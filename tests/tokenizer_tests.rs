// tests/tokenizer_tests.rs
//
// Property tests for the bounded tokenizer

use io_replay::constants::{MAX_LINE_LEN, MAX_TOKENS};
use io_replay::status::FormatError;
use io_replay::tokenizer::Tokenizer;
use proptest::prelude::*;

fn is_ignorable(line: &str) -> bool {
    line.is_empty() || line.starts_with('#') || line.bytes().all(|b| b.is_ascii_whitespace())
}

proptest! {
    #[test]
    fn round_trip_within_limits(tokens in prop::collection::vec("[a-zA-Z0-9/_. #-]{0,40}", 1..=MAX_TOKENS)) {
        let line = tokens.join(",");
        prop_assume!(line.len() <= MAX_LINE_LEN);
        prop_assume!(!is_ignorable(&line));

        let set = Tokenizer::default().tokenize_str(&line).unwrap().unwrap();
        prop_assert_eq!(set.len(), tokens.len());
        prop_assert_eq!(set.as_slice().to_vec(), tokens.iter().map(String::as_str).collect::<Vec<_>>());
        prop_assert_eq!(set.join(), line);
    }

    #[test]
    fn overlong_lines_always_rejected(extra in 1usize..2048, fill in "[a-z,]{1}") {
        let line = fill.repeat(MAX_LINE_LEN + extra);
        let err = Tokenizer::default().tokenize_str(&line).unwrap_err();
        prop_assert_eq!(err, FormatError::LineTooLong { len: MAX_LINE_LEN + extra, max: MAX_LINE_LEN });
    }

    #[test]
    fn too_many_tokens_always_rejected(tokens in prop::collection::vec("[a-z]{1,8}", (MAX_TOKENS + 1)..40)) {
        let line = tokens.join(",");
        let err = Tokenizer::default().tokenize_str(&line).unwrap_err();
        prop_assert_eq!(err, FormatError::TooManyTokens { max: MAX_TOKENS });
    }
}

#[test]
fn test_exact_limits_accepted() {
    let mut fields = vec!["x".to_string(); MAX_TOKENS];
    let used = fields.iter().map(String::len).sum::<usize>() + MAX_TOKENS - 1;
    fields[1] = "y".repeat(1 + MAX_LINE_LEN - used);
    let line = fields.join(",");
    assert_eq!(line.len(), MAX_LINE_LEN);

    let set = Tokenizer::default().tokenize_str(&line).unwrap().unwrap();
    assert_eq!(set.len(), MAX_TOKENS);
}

+-------+

PROBLEM DESCRIPTION:
Print the material above once more, exactly.

ANSWER FOR THE TASK:
filename tests/tokenizer_tests.rs
// tests/tokenizer_tests.rs
//
// Property tests for the bounded tokenizer

use io_replay::constants::{MAX_LINE_LEN, MAX_TOKENS};
use io_replay::status::FormatError;
use io_replay::tokenizer::Tokenizer;
use proptest::prelude::*;

fn is_ignorable(line: &str) -> bool {
    line.is_empty() || line.starts_with('#') || line.bytes().all(|b| b.is_ascii_whitespace())
}

proptest! {
    #[test]
    fn round_trip_within_limits(tokens in prop::collection::vec("[a-zA-Z0-9/_. #-]{0,40}", 1..=MAX_TOKENS)) {
        let line = tokens.join(",");
        prop_assume!(line.len() <= MAX_LINE_LEN);
        prop_assume!(!is_ignorable(&line));

        let set = Tokenizer::default().tokenize_str(&line).unwrap().unwrap();
        prop_assert_eq!(set.len(), tokens.len());
        prop_assert_eq!(set.as_slice().to_vec(), tokens.iter().map(String::as_str).collect::<Vec<_>>());
        prop_assert_eq!(set.join(), line);
    }

    #[test]
    fn overlong_lines_always_rejected(extra in 1usize..2048, fill in "[a-z,]{1}") {
        let line = fill.repeat(MAX_LINE_LEN + extra);
        let err = Tokenizer::default().tokenize_str(&line).unwrap_err();
        prop_assert_eq!(err, FormatError::LineTooLong { len: MAX_LINE_LEN + extra, max: MAX_LINE_LEN });
    }

    #[test]
    fn too_many_tokens_always_rejected(tokens in prop::collection::vec("[a-z]{1,8}", (MAX_TOKENS + 1)..40)) {
        let line = tokens.join(",");
        let err = Tokenizer::default().tokenize_str(&line).unwrap_err();
        prop_assert_eq!(err, FormatError::TooManyTokens { max: MAX_TOKENS });
    }
}

#[test]
fn test_exact_limits_accepted() {
    let mut fields = vec!["x".to_string(); MAX_TOKENS];
    let used = fields.iter().map(String::len).sum::<usize>() + MAX_TOKENS - 1;
    fields[1] = "y".repeat(1 + MAX_LINE_LEN - used);
    let line = fields.join(",");
    assert_eq!(line.len(), MAX_LINE_LEN);

    let set = Tokenizer::default().tokenize_str(&line).unwrap().unwrap();
    assert_eq!(set.len(), MAX_TOKENS);
}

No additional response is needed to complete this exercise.